Remembering Al Davidson
By Glen Livingstone, - August 08, 2014
"It was Bill Hughes' idea to have Al as sports director. Did we have any qualms? Well, we figured: Sports. What could possibly go wrong?" - CKNW program director Hal Davis
What could possibly go wrong? Well how about everything?
It was August 9th, 1991, twenty-three years ago tomorrow when former CKNW sportscaster 'Big Al' aka 'Tiger' Davidson passed away at age 66.
Four days later on August 13th, a large gathering of friends and colleagues packed the 650-seat All Saints Parish church in Coquitlam to say goodbye to one of the legends of Vancouver broadcasting, and every one of them it seems, had a story to tell.
Here's mine.
For 30 years, Al had been a mainstay at New Westminster radio station CKNW but in October of 1987 it all came crashing down when he was unceremoniously given the boot "for cause."

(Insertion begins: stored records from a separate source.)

//! Block reachability and dominance.
//!
//! The verifier uses this to check that every use of a value is dominated
//! by its definition; the type refiner uses the reverse postorder as its
//! forward visitation order.

use crate::ids::BlockId;
use crate::ir::program::Function;

/// Predecessor lists, indexed by block.
pub fn predecessors(func: &Function) -> Vec<Vec<BlockId>> {
    let mut preds = vec![Vec::new(); func.blocks.len()];
    for b in 0..func.blocks.len() {
        let block = BlockId::new(b as u32);
        for succ in func.successors(block) {
            preds[succ.index()].push(block);
        }
    }
    preds
}

/// Dominator tree over the blocks reachable from the entry.
///
/// Built with the iterative two-finger algorithm over reverse postorder;
/// unreachable blocks have no dominator and dominate nothing.
pub struct DomTree {
    /// Postorder number per block; `usize::MAX` marks unreachable blocks.
    postorder: Vec<usize>,
    /// Immediate dominator per block; the entry's is itself.
    idom: Vec<Option<BlockId>>,
    rpo: Vec<BlockId>,
}

impl DomTree {
    pub fn build(func: &Function) -> DomTree {
        let n = func.blocks.len();
        let succs: Vec<Vec<BlockId>> =
            (0..n).map(|b| func.successors(BlockId::new(b as u32))).collect();

        // Iterative postorder DFS from the entry.
        let mut visited = vec![false; n];
        let mut order: Vec<BlockId> = Vec::new();
        let mut stack: Vec<(usize, usize)> = vec![(BlockId::ENTRY.index(), 0)];
        visited[BlockId::ENTRY.index()] = true;
        while let Some(top) = stack.last_mut() {
            let (block, cursor) = *top;
            if cursor < succs[block].len() {
                top.1 += 1;
                let next = succs[block][cursor].index();
                if !visited[next] {
                    visited[next] = true;
                    stack.push((next, 0));
                }
            } else {
                order.push(BlockId::new(block as u32));
                stack.pop();
            }
        }

        let mut postorder = vec![usize::MAX; n];
        for (i, &block) in order.iter().enumerate() {
            postorder[block.index()] = i;
        }
        let rpo: Vec<BlockId> = order.iter().rev().copied().collect();

        let preds = predecessors(func);
        let mut idom: Vec<Option<BlockId>> = vec![None; n];
        idom[BlockId::ENTRY.index()] = Some(BlockId::ENTRY);

        let intersect = |idom: &[Option<BlockId>], mut a: BlockId, mut b: BlockId| {
            while a != b {
                while postorder[a.index()] < postorder[b.index()] {
                    a = idom[a.index()].unwrap();
                }
                while postorder[b.index()] < postorder[a.index()] {
                    b = idom[b.index()].unwrap();
                }
            }
            a
        };

        let mut changed = true;
        while changed {
            changed = false;
            for &block in rpo.iter().skip(1) {
                let mut new_idom: Option<BlockId> = None;
                for &pred in &preds[block.index()] {
                    if idom[pred.index()].is_none() {
                        continue;
                    }
                    new_idom = Some(match new_idom {
                        None => pred,
                        Some(current) => intersect(&idom, pred, current),
                    });
                }
                if new_idom.is_some() && idom[block.index()] != new_idom {
                    idom[block.index()] = new_idom;
                    changed = true;
                }
            }
        }

        DomTree { postorder, idom, rpo }
    }

    #[inline]
    pub fn is_reachable(&self, block: BlockId) -> bool {
        self.postorder[block.index()] != usize::MAX
    }

    /// Whether `a` dominates `b`. Reflexive; false if either is unreachable.
    pub fn dominates(&self, a: BlockId, b: BlockId) -> bool {
        if !self.is_reachable(a) || !self.is_reachable(b) {
            return false;
        }
        let mut current = b;
        loop {
            if current == a {
                return true;
            }
            if current == BlockId::ENTRY {
                return false;
            }
            current = self.idom[current.index()].unwrap();
        }
    }

    /// Reachable blocks in reverse postorder (entry first).
    pub fn rpo(&self) -> &[BlockId] {
        &self.rpo
    }
}
//! Tensile rules crate.
//!
//! The closed rule registries driving the rewrite passes:
//! - The operator-variant table (variant -> canonical form + relationship)
//! - The decomposition registry (legality predicate + expansion template
//!   per composite opcode)
//!
//! Both ship with the built-in rule set and accept additional rows; the
//! passes themselves contain no per-operator knowledge.
//!
//! # Example
//!
//! ```
//! use tensile_rules::{DecompositionRegistry, VariantTable};
//! use tensile_core::ir::{OpKind, Opcode};
//! use tensile_core::Type;
//!
//! let variants = VariantTable::with_defaults();
//! assert!(variants.lookup(Opcode::AddInPlace).is_some());
//!
//! let rules = DecompositionRegistry::with_defaults();
//! let picked = rules.select(
//!     &OpKind::Square,
//!     &[Type::vtensor_unknown()],
//!     &Type::vtensor_unknown(),
//! );
//! assert!(picked.is_some());
//! ```

use thiserror::Error;

// Operator-variant table
pub mod variants;

// Decomposition registry
pub mod decompose;

/// Rejected registry modification.
#[derive(Debug, Clone, Copy, PartialEq, Eq, Error)]
pub enum RuleError {
    #[error("`{0}` already has a variant rule")]
    Duplicate(tensile_core::ir::Opcode),
    #[error("`{0}` is not a variant opcode")]
    NotVariant(tensile_core::ir::Opcode),
    #[error("canonical form `{0}` is itself a variant")]
    VariantCanonical(tensile_core::ir::Opcode),
    #[error("`{0}` is not a composite opcode")]
    NotComposite(tensile_core::ir::Opcode),
    #[error("a decomposition rule named `{0}` already exists for this opcode")]
    DuplicateName(&'static str),
}

pub use decompose::{
    DecomposeRule, DecompositionRegistry, Expansion, ExpansionBuilder, TemplateInput, TemplateOp,
};
pub use variants::{VariantForm, VariantRule, VariantTable};
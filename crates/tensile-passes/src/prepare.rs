//! Stage 1: normalize freshly imported IR.
//!
//! Three jobs, all prerequisites of the flattener:
//!
//! - devirtualize `call_method` into direct `call`s through the object
//!   hierarchy, keeping the receiver as operand 0
//! - fold `unchecked_narrow(derefine(x))` back to `x` when the narrow
//!   target is exactly `x`'s type, so importer round-trips don't survive
//!   into later stages
//! - reject object values that escape anywhere other than a receiver
//!   position, since the flattener cannot rewrite such uses

use tensile_core::ir::{OpKind, OpTraits, Program, ValueDef};
use tensile_core::{Diagnostic, OpId, Type};

#[derive(Debug, Default, Clone, Copy)]
pub struct PrepareStats {
    pub calls_devirtualized: usize,
    pub casts_folded: usize,
}

#[derive(Debug)]
pub struct PrepareOutput {
    pub program: Program,
    pub stats: PrepareStats,
}

pub struct GraphPreparer {
    program: Program,
}

impl GraphPreparer {
    pub fn new(program: Program) -> GraphPreparer {
        GraphPreparer { program }
    }

    #[cfg_attr(feature = "profiling", profiling::function)]
    pub fn run(mut self) -> Result<PrepareOutput, Diagnostic> {
        self.check_hierarchy_presence()?;
        let calls_devirtualized = self.devirtualize()?;
        self.validate_object_uses()?;
        let casts_folded = self.fold_redundant_casts();
        Ok(PrepareOutput {
            program: self.program,
            stats: PrepareStats { calls_devirtualized, casts_folded },
        })
    }

    /// Structural ops are meaningless without a hierarchy to resolve them.
    fn check_hierarchy_presence(&self) -> Result<(), Diagnostic> {
        if self.program.hierarchy.is_some() {
            return Ok(());
        }
        for id in self.program.func_ids() {
            let func = self.program.function(id);
            for block in &func.blocks {
                for &op in &block.ops {
                    let operation = func.op(op);
                    if operation.kind.traits().contains(OpTraits::STRUCTURAL) {
                        return Err(Diagnostic::structural(
                            operation.loc,
                            &func.name,
                            format!(
                                "`{}` in a program without an object hierarchy",
                                operation.kind.opcode()
                            ),
                        ));
                    }
                }
            }
        }
        Ok(())
    }

    /// Rewrite every `call_method` into a `call` of the function the
    /// receiver's class binds under that name.
    fn devirtualize(&mut self) -> Result<usize, Diagnostic> {
        let Some(graph) = self.program.hierarchy.clone() else {
            return Ok(0);
        };
        let func_names: Vec<String> =
            self.program.functions.iter().map(|f| f.name.clone()).collect();

        let mut count = 0;
        for id in self.program.func_ids() {
            let func = self.program.function_mut(id);
            let ops: Vec<OpId> =
                func.blocks.iter().flat_map(|b| b.ops.iter().copied()).collect();
            for op in ops {
                let OpKind::CallMethod(method_name) = &func.op(op).kind else {
                    continue;
                };
                let method_name = method_name.clone();
                let loc = func.op(op).loc;
                let Some(&receiver) = func.op(op).operands.first() else {
                    return Err(Diagnostic::structural(
                        loc,
                        &func.name,
                        format!("`{method_name}` method call without a receiver"),
                    ));
                };
                let Type::Class(class_name) = &func.value(receiver).ty else {
                    return Err(Diagnostic::structural(
                        loc,
                        &func.name,
                        format!("`{method_name}` receiver is not an object"),
                    ));
                };
                let Some(class_id) = graph.find_class(class_name) else {
                    return Err(Diagnostic::structural(
                        loc,
                        &func.name,
                        format!("receiver names unknown class `{class_name}`"),
                    ));
                };
                let Some(method) = graph.class(class_id).method(&method_name) else {
                    return Err(Diagnostic::structural(
                        loc,
                        &func.name,
                        format!("class `{class_name}` has no method `{method_name}`"),
                    ));
                };
                let Some(callee) = func_names.get(method.func.index()).cloned() else {
                    return Err(Diagnostic::structural(
                        loc,
                        &func.name,
                        format!("method `{method_name}` refers to a missing function"),
                    ));
                };
                func.op_mut(op).kind = OpKind::Call(callee);
                count += 1;
            }
        }
        Ok(count)
    }

    /// Every use of a class-typed value must be the receiver of a slot
    /// access or a (devirtualized) call.
    fn validate_object_uses(&self) -> Result<(), Diagnostic> {
        for id in self.program.func_ids() {
            let func = self.program.function(id);
            for block in &func.blocks {
                for &op in &block.ops {
                    let operation = func.op(op);
                    for (i, &operand) in operation.operands.iter().enumerate() {
                        if !func.value(operand).ty.contains_class() {
                            continue;
                        }
                        let receiver = i == 0
                            && matches!(
                                operation.kind,
                                OpKind::GetSlot(_) | OpKind::SetSlot(_) | OpKind::Call(_)
                            );
                        if !receiver {
                            return Err(Diagnostic::structural(
                                operation.loc,
                                &func.name,
                                format!(
                                    "object value escapes as operand {i} of `{}`",
                                    operation.kind.opcode()
                                ),
                            ));
                        }
                    }
                }
            }
        }
        Ok(())
    }

    /// Remove `unchecked_narrow(derefine(x))` round trips whose narrow
    /// target is exactly `x`'s type. The `derefine` is kept while other
    /// users remain.
    fn fold_redundant_casts(&mut self) -> usize {
        let mut count = 0;
        for id in self.program.func_ids() {
            let func = self.program.function_mut(id);
            let ops: Vec<OpId> =
                func.blocks.iter().flat_map(|b| b.ops.iter().copied()).collect();
            for op in ops {
                let OpKind::UncheckedNarrow(target) = &func.op(op).kind else {
                    continue;
                };
                let target = target.clone();
                let derefined = func.op(op).operand(0);
                let ValueDef::OpResult { op: def_op, .. } = func.value(derefined).def else {
                    continue;
                };
                if !matches!(func.op(def_op).kind, OpKind::Derefine(_)) {
                    continue;
                }
                let source = func.op(def_op).operand(0);
                if func.value(source).ty != target {
                    continue;
                }
                let narrowed = func.op(op).result(0);
                func.replace_all_uses(narrowed, source);
                func.erase_op(op);
                if func.uses(derefined).is_empty() {
                    func.erase_op(def_op);
                }
                count += 1;
            }
        }
        count
    }
}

In response he filed a wrongful dismissal suit against the station.
Supreme Court Justice Ian Donald described Davidson as "short-tempered, irascibile, hypercritical and abrasive," and then ruled in his favour and awarded him $262,384 in damages. Al didn't live long enough to collect the scratch.
The vertically-challenged, intransigent, chain-smoking sportscaster had a 'hair-trigger temper' I was told when I began what passed for my so-called career in broadcasting at CKNW in 1972, but for all the years I knew Al I never saw that side of him.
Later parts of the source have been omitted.